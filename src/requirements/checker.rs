//! Preflight checker.
//!
//! Runs before any mutating step. Prerequisites are checked in declared
//! order and the first failure ends the check: later prerequisites are not
//! probed and only that failure is reported.

use std::cmp::Ordering;

use crate::error::{DevsetupError, Result};
use crate::logging::Logger;
use crate::shell::{CommandExecutor, CommandRunner};

use super::prerequisite::Prerequisite;
use super::version::{extract_version, VersionCompare};

/// A prerequisite that passed, with what was observed.
#[derive(Debug, Clone, PartialEq, Eq)]
pub struct PreflightReport {
    /// Prerequisite name.
    pub name: String,
    /// Raw probe output (trimmed).
    pub output: String,
    /// Version token compared with the floor.
    pub version: String,
}

/// Checks prerequisites against their version floors.
#[derive(Debug, Clone, Copy, Default)]
pub struct PreflightChecker {
    policy: VersionCompare,
}

impl PreflightChecker {
    /// Create a checker with the given comparison policy.
    pub fn new(policy: VersionCompare) -> Self {
        Self { policy }
    }

    /// Check every prerequisite, stopping at the first failure.
    ///
    /// Success for each is logged as `"<name> version: <output>"`. The
    /// failure, if any, is logged once and returned.
    pub fn check_all<E: CommandExecutor>(
        &self,
        prerequisites: &[Prerequisite],
        runner: &mut CommandRunner<E>,
        logger: &mut Logger,
    ) -> Result<Vec<PreflightReport>> {
        let mut reports = Vec::with_capacity(prerequisites.len());
        for prereq in prerequisites {
            match self.check_one(prereq, runner) {
                Ok(report) => {
                    logger.info(format!("{} version: {}", report.name, report.output));
                    reports.push(report);
                }
                Err(e) => {
                    logger.error(e.to_string());
                    return Err(e);
                }
            }
        }
        Ok(reports)
    }

    /// Probe and compare a single prerequisite without logging.
    pub fn check_one<E: CommandExecutor>(
        &self,
        prereq: &Prerequisite,
        runner: &mut CommandRunner<E>,
    ) -> Result<PreflightReport> {
        let output = match runner.probe(&prereq.command) {
            Ok(output) => output,
            Err(DevsetupError::CommandFailed { .. }) | Err(DevsetupError::CommandSpawn { .. }) => {
                return Err(DevsetupError::PrerequisiteMissing {
                    name: prereq.name.clone(),
                });
            }
            Err(e) => return Err(e),
        };

        let version = extract_version(&output);
        tracing::debug!(
            "{}: observed {} (floor {}, {:?})",
            prereq.name,
            version,
            prereq.min_version,
            self.policy
        );

        match self.policy.compare(&version, &prereq.min_version) {
            Some(Ordering::Less) => Err(DevsetupError::PrerequisiteOutdated {
                name: prereq.name.clone(),
                required: prereq.min_version.clone(),
                found: version,
            }),
            Some(_) => Ok(PreflightReport {
                name: prereq.name.clone(),
                output,
                version,
            }),
            None => Err(DevsetupError::PrerequisiteUnparseable {
                name: prereq.name.clone(),
                output,
            }),
        }
    }
}

#[cfg(test)]
mod tests {
    use super::*;
    use crate::shell::{HostEnvironment, MockExecutor};

    fn runner(executor: MockExecutor) -> CommandRunner<MockExecutor> {
        CommandRunner::new(executor, HostEnvironment::new("/tmp", "/data"))
    }

    fn prereqs() -> Vec<Prerequisite> {
        vec![
            Prerequisite::new("Node.js", "node --version", "v14.0.0"),
            Prerequisite::new("Git", "git --version", "2.0.0"),
        ]
    }

    #[test]
    fn passing_prerequisites_log_observed_versions() {
        let mut runner = runner(
            MockExecutor::new()
                .respond("node", "v20.11.0")
                .respond("git", "git version 2.43.0"),
        );
        let mut logger = Logger::in_memory();

        let reports = PreflightChecker::default()
            .check_all(&prereqs(), &mut runner, &mut logger)
            .unwrap();

        assert_eq!(reports.len(), 2);
        assert_eq!(reports[1].version, "2.43.0");
        assert_eq!(
            logger.messages(),
            vec!["Node.js version: v20.11.0", "Git version: git version 2.43.0"]
        );
    }

    #[test]
    fn missing_tool_stops_before_later_prerequisites() {
        let mut runner = runner(MockExecutor::new().missing("node"));
        let mut logger = Logger::in_memory();

        let err = PreflightChecker::default()
            .check_all(&prereqs(), &mut runner, &mut logger)
            .unwrap_err();

        assert!(matches!(err, DevsetupError::PrerequisiteMissing { .. }));
        assert_eq!(runner.executor().probes(), vec!["node --version"]);
        assert_eq!(
            logger.errors(),
            vec!["Node.js is not installed. Please install it and run the script again."]
        );
    }

    #[test]
    fn non_zero_probe_counts_as_missing() {
        let mut runner = runner(MockExecutor::new().fail_on("git", 1));
        let prereq = Prerequisite::new("Git", "git --version", "2.0.0");

        let err = PreflightChecker::default()
            .check_one(&prereq, &mut runner)
            .unwrap_err();

        assert!(matches!(err, DevsetupError::PrerequisiteMissing { .. }));
    }

    #[test]
    fn outdated_tool_is_distinct_from_missing() {
        let mut runner = runner(MockExecutor::new().respond("git", "git version 1.9.5"));
        let prereq = Prerequisite::new("Git", "git --version", "2.0.0");

        let err = PreflightChecker::default()
            .check_one(&prereq, &mut runner)
            .unwrap_err();

        assert!(matches!(
            err,
            DevsetupError::PrerequisiteOutdated { ref found, .. } if found == "1.9.5"
        ));
    }

    #[test]
    fn lexical_policy_accepts_single_digit_major() {
        // 9.x passes a 14.x floor under the legacy comparator.
        let mut runner = runner(MockExecutor::new().respond("node", "v9.0.0"));
        let prereq = Prerequisite::new("Node.js", "node --version", "v14.0.0");

        assert!(PreflightChecker::new(VersionCompare::Lexical)
            .check_one(&prereq, &mut runner)
            .is_ok());
    }

    #[test]
    fn numeric_policy_rejects_single_digit_major() {
        let mut runner = runner(MockExecutor::new().respond("node", "v9.0.0"));
        let prereq = Prerequisite::new("Node.js", "node --version", "v14.0.0");

        let err = PreflightChecker::new(VersionCompare::Numeric)
            .check_one(&prereq, &mut runner)
            .unwrap_err();

        assert!(matches!(err, DevsetupError::PrerequisiteOutdated { .. }));
    }

    #[test]
    fn numeric_policy_reports_unparseable_output() {
        let mut runner = runner(MockExecutor::new().respond("tool", "dev build"));
        let prereq = Prerequisite::new("Tool", "tool --version", "1.0");

        let err = PreflightChecker::new(VersionCompare::Numeric)
            .check_one(&prereq, &mut runner)
            .unwrap_err();

        assert!(matches!(err, DevsetupError::PrerequisiteUnparseable { .. }));
    }
}
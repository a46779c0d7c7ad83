//! Environment snapshot handed to every child process.
//!
//! The snapshot is taken once at startup. Steps that make newly installed
//! tools visible (the toolchain PATH step) extend the snapshot instead of
//! mutating the process environment, so later commands in the same run find
//! those tools while the parent environment stays untouched.

use std::collections::HashMap;
use std::ffi::OsString;
use std::path::{Path, PathBuf};

use anyhow::anyhow;

use crate::error::{DevsetupError, Result};

/// Host environment values consumed by the pipeline.
#[derive(Debug, Clone, PartialEq, Eq)]
pub struct HostEnvironment {
    temp_dir: PathBuf,
    local_app_data: PathBuf,
    path: Vec<PathBuf>,
}

impl HostEnvironment {
    /// Create a snapshot from explicit values.
    pub fn new(temp_dir: impl Into<PathBuf>, local_app_data: impl Into<PathBuf>) -> Self {
        Self {
            temp_dir: temp_dir.into(),
            local_app_data: local_app_data.into(),
            path: Vec::new(),
        }
    }

    /// Set the PATH entries of the snapshot.
    pub fn with_path(mut self, path: Vec<PathBuf>) -> Self {
        self.path = path;
        self
    }

    /// Capture the snapshot from the real process environment.
    pub fn capture() -> Result<Self> {
        Self::from_lookup(|key: &str| std::env::var_os(key))
    }

    /// Capture the snapshot with a custom variable lookup.
    ///
    /// `TEMP` falls back to the OS temp directory and `LOCALAPPDATA` to the
    /// platform's local data directory.
    pub fn from_lookup<F>(lookup: F) -> Result<Self>
    where
        F: Fn(&str) -> Option<OsString>,
    {
        let temp_dir = lookup("TEMP")
            .filter(|v| !v.is_empty())
            .map(PathBuf::from)
            .unwrap_or_else(std::env::temp_dir);

        let local_app_data = lookup("LOCALAPPDATA")
            .filter(|v| !v.is_empty())
            .map(PathBuf::from)
            .or_else(dirs::data_local_dir)
            .ok_or_else(|| DevsetupError::EnvironmentMissing {
                name: "LOCALAPPDATA".to_string(),
            })?;

        let path = lookup("PATH")
            .map(|p| std::env::split_paths(&p).collect())
            .unwrap_or_default();

        Ok(Self {
            temp_dir,
            local_app_data,
            path,
        })
    }

    /// System temp directory (`TEMP`).
    pub fn temp_dir(&self) -> &Path {
        &self.temp_dir
    }

    /// Per-user local application data directory (`LOCALAPPDATA`).
    pub fn local_app_data(&self) -> &Path {
        &self.local_app_data
    }

    /// PATH entries in search order.
    pub fn path_entries(&self) -> &[PathBuf] {
        &self.path
    }

    /// Append each directory to PATH unless an equivalent entry is present.
    ///
    /// Returns the directories that were actually added.
    pub fn augment_path(&mut self, dirs: &[PathBuf]) -> Vec<PathBuf> {
        let mut added = Vec::new();
        for dir in dirs {
            if !self.path.iter().any(|p| same_entry(p, dir)) {
                self.path.push(dir.clone());
                added.push(dir.clone());
            }
        }
        added
    }

    /// Variables to set on child processes.
    pub fn command_env(&self) -> Result<HashMap<String, String>> {
        let joined = std::env::join_paths(&self.path)
            .map_err(|e| anyhow!("PATH entry cannot be joined: {}", e))?;
        let mut env = HashMap::new();
        env.insert("PATH".to_string(), joined.to_string_lossy().into_owned());
        env.insert(
            "TEMP".to_string(),
            self.temp_dir.to_string_lossy().into_owned(),
        );
        Ok(env)
    }
}

// PATH lookups on the target host are case-insensitive and tolerate a
// trailing separator.
fn same_entry(a: &Path, b: &Path) -> bool {
    fn normalize(p: &Path) -> String {
        p.to_string_lossy()
            .trim_end_matches(['\\', '/'])
            .to_ascii_lowercase()
    }
    normalize(a) == normalize(b)
}
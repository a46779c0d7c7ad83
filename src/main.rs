//! devsetup CLI entry point.

use std::process::ExitCode;

use clap::Parser;
use devsetup::cli::{Cli, CommandContext, CommandDispatcher};
use devsetup::config::find_project_root;
use devsetup::ui::SetupTheme;
use tracing_subscriber::{fmt, prelude::*, EnvFilter};

/// Initialize the tracing subscriber for diagnostics.
///
/// Log level is controlled by:
/// 1. `--debug` flag sets level to DEBUG
/// 2. `RUST_LOG` environment variable (if set)
/// 3. Default is INFO
fn init_tracing(debug: bool) {
    let filter = if debug {
        EnvFilter::new("devsetup=debug")
    } else {
        EnvFilter::try_from_default_env().unwrap_or_else(|_| EnvFilter::new("devsetup=info"))
    };

    tracing_subscriber::registry()
        .with(fmt::layer().with_target(false).with_writer(std::io::stderr))
        .with(filter)
        .init();
}

fn main() -> ExitCode {
    let cli = Cli::parse();
    init_tracing(cli.debug);

    tracing::debug!("devsetup starting with args: {:?}", cli);

    let theme = if cli.no_color {
        SetupTheme::plain()
    } else {
        SetupTheme::detect()
    };

    let project_root = cli.project.clone().unwrap_or_else(|| {
        let cwd = std::env::current_dir().unwrap_or_default();
        find_project_root(&cwd).unwrap_or(cwd)
    });

    let context = CommandContext::new(project_root, cli.config.clone(), theme.clone());
    let dispatcher = CommandDispatcher::new(context);

    match dispatcher.dispatch(&cli) {
        Ok(result) => ExitCode::from(result.exit_code as u8),
        Err(e) => {
            eprintln!("{}", theme.format_error(&format!("Error: {}", e)));
            ExitCode::from(e.exit_code() as u8)
        }
    }
}
//! Configuration schema types.
//!
//! This module contains the struct definitions that map to
//! `.devsetup/config.yml`. Every field has a default, so an empty file (or
//! no file at all) yields the stock Windows editor setup.

use std::path::PathBuf;

use serde::{Deserialize, Serialize};

use crate::requirements::{default_prerequisites, Prerequisite, VersionCompare};

/// Root configuration structure.
#[derive(Debug, Clone, PartialEq, Serialize, Deserialize)]
#[serde(default)]
pub struct DevsetupConfig {
    /// Global settings.
    pub settings: Settings,

    /// Tools checked before any step runs, in order.
    pub prerequisites: Vec<Prerequisite>,

    /// Host filesystem locations.
    pub paths: PathsConfig,

    /// Download and clone sources.
    pub sources: SourcesConfig,

    /// Editor configuration files placed after the framework is cloned.
    pub config_files: Vec<ConfigFile>,

    /// npm packages installed globally as language servers.
    pub language_servers: Vec<String>,
}

impl Default for DevsetupConfig {
    fn default() -> Self {
        Self {
            settings: Settings::default(),
            prerequisites: default_prerequisites(),
            paths: PathsConfig::default(),
            sources: SourcesConfig::default(),
            config_files: default_config_files(),
            language_servers: vec![
                "pyright".to_string(),
                "typescript-language-server".to_string(),
            ],
        }
    }
}

/// Global settings.
#[derive(Debug, Clone, PartialEq, Serialize, Deserialize)]
#[serde(default)]
pub struct Settings {
    /// Run log file, appended to on every run.
    pub log_path: PathBuf,

    /// Directory installers and archives are downloaded into.
    pub work_dir: PathBuf,

    /// Whether installers run unattended.
    pub installer_mode: InstallerMode,

    /// Where editor configuration files come from.
    pub config_source: ConfigSource,

    /// How prerequisite versions are compared.
    pub version_compare: VersionCompare,
}

impl Default for Settings {
    fn default() -> Self {
        Self {
            log_path: PathBuf::from("debug.log"),
            work_dir: PathBuf::from("."),
            installer_mode: InstallerMode::default(),
            config_source: ConfigSource::default(),
            version_compare: VersionCompare::default(),
        }
    }
}

/// Installer interaction mode.
#[derive(Debug, Clone, Copy, PartialEq, Eq, Default, Serialize, Deserialize)]
#[serde(rename_all = "lowercase")]
pub enum InstallerMode {
    /// Pass quiet flags where the installer supports them.
    #[default]
    Silent,
    /// Let installers show their UI.
    Interactive,
}

/// Origin of the editor configuration files.
#[derive(Debug, Clone, Copy, PartialEq, Eq, Default, Serialize, Deserialize)]
#[serde(rename_all = "lowercase")]
pub enum ConfigSource {
    /// Copy from `paths.config_source_dir`.
    #[default]
    Staged,
    /// Download from `sources.remote_config_base_url`.
    Remote,
}

/// Host filesystem locations.
#[derive(Debug, Clone, PartialEq, Serialize, Deserialize)]
#[serde(default)]
pub struct PathsConfig {
    /// Editor install directory; its presence means the editor is installed.
    pub editor_dir: PathBuf,

    /// Toolchain install directory; its presence means it is installed.
    pub toolchain_dir: PathBuf,

    /// Toolchain directories added to PATH for later commands.
    pub toolchain_bin_dirs: Vec<PathBuf>,

    /// System font directory.
    pub fonts_dir: PathBuf,

    /// Framework directory. Defaults to `<LOCALAPPDATA>/nvim`.
    #[serde(skip_serializing_if = "Option::is_none")]
    pub framework_dir: Option<PathBuf>,

    /// Directory holding the staged configuration files.
    pub config_source_dir: PathBuf,
}

impl Default for PathsConfig {
    fn default() -> Self {
        Self {
            editor_dir: PathBuf::from(r"C:\Program Files\Neovim"),
            toolchain_dir: PathBuf::from(r"C:\msys64"),
            toolchain_bin_dirs: vec![
                PathBuf::from(r"C:\msys64\usr\bin"),
                PathBuf::from(r"C:\msys64\mingw64\bin"),
            ],
            fonts_dir: PathBuf::from(r"C:\Windows\Fonts"),
            framework_dir: None,
            config_source_dir: PathBuf::from("configs"),
        }
    }
}

/// Download and clone sources.
#[derive(Debug, Clone, PartialEq, Eq, Serialize, Deserialize)]
#[serde(default)]
pub struct SourcesConfig {
    /// Editor MSI installer.
    pub editor_installer_url: String,

    /// Toolchain installer executable.
    pub toolchain_installer_url: String,

    /// Font zip archive.
    pub font_archive_url: String,

    /// Framework git repository.
    pub framework_repo: String,

    /// Framework branch or tag to clone.
    pub framework_branch: String,

    /// Base URL for remote configuration files.
    pub remote_config_base_url: String,
}

impl Default for SourcesConfig {
    fn default() -> Self {
        Self {
            editor_installer_url:
                "https://github.com/neovim/neovim/releases/latest/download/nvim-win64.msi"
                    .to_string(),
            toolchain_installer_url: "https://github.com/msys2/msys2-installer/releases/download/2024-01-13/msys2-x86_64-20240113.exe".to_string(),
            font_archive_url: "https://download.jetbrains.com/fonts/JetBrainsMono-2.242.zip"
                .to_string(),
            framework_repo: "https://github.com/NvChad/NvChad".to_string(),
            framework_branch: "v2.0".to_string(),
            remote_config_base_url:
                "https://raw.githubusercontent.com/tsmith165/nvchad-windows-installer/main/configs"
                    .to_string(),
        }
    }
}

/// One configuration file placed inside the framework directory.
#[derive(Debug, Clone, PartialEq, Eq, Serialize, Deserialize)]
pub struct ConfigFile {
    /// File name, looked up in the staged dir or under the remote base URL.
    pub name: String,

    /// Destination directory relative to the framework directory.
    pub target: PathBuf,
}

impl ConfigFile {
    /// Create a config file entry.
    pub fn new(name: impl Into<String>, target: impl Into<PathBuf>) -> Self {
        Self {
            name: name.into(),
            target: target.into(),
        }
    }
}

fn default_config_files() -> Vec<ConfigFile> {
    vec![
        ConfigFile::new("chadrc.lua", "lua/custom"),
        ConfigFile::new("plugins.lua", "lua/custom"),
        ConfigFile::new("lspconfig.lua", "lua/plugins/configs"),
    ]
}

#[cfg(test)]
mod tests {
    use super::*;

    #[test]
    fn empty_document_yields_defaults() {
        let config: DevsetupConfig = serde_yaml::from_str("{}").unwrap();
        assert_eq!(config, DevsetupConfig::default());
        assert_eq!(config.prerequisites.len(), 3);
        assert_eq!(config.settings.log_path, PathBuf::from("debug.log"));
    }

    #[test]
    fn partial_settings_keep_other_defaults() {
        let yaml = r#"
settings:
  installer_mode: interactive
  version_compare: numeric
"#;
        let config: DevsetupConfig = serde_yaml::from_str(yaml).unwrap();
        assert_eq!(config.settings.installer_mode, InstallerMode::Interactive);
        assert_eq!(config.settings.version_compare, VersionCompare::Numeric);
        assert_eq!(config.settings.config_source, ConfigSource::Staged);
        assert_eq!(config.paths.toolchain_dir, PathBuf::from(r"C:\msys64"));
    }

    #[test]
    fn prerequisites_replace_defaults() {
        let yaml = r#"
prerequisites:
  - name: Python
    command: python --version
    min_version: "3.8"
"#;
        let config: DevsetupConfig = serde_yaml::from_str(yaml).unwrap();
        assert_eq!(
            config.prerequisites,
            vec![Prerequisite::new("Python", "python --version", "3.8")]
        );
    }

    #[test]
    fn unknown_installer_mode_is_rejected() {
        let yaml = "settings:\n  installer_mode: loud\n";
        assert!(serde_yaml::from_str::<DevsetupConfig>(yaml).is_err());
    }

    #[test]
    fn default_config_files_target_framework_dirs() {
        let files = DevsetupConfig::default().config_files;
        assert_eq!(files[0], ConfigFile::new("chadrc.lua", "lua/custom"));
        assert_eq!(files[2].target, PathBuf::from("lua/plugins/configs"));
    }
}
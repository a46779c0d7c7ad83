//! Run log.
//!
//! The [`Logger`] is the durable record of a provisioning run: every checked
//! condition, command and error is appended to a single file with a
//! timestamp and mirrored to the console. Developer diagnostics go through
//! `tracing` instead and never reach the run log.

pub mod logger;

pub use logger::{LogEntry, LogLevel, Logger};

** EXERCISE OBJECTIVE **
From the listing above, collect each line in which the string "under" appears.

** RESPONSE TO THE EXERCISE **
        // 9.x passes a 14.x floor under the legacy comparator.
    /// File name, looked up in the staged dir or under the remote base URL.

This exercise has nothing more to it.